- Extracted records:
--- START ---

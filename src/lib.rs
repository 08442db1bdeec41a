//! A product catalog: validated products behind a pluggable repository.

pub mod core;
pub mod infra;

--- END ---

- ACTION ITEM: Would you copy out each record precisely as it stands?

- RESULT OF THIS EXERCISE:
filename src/lib.rs
repository 08442db1bdeec41a
//! A product catalog: validated products behind a pluggable repository.

pub mod core;
pub mod infra;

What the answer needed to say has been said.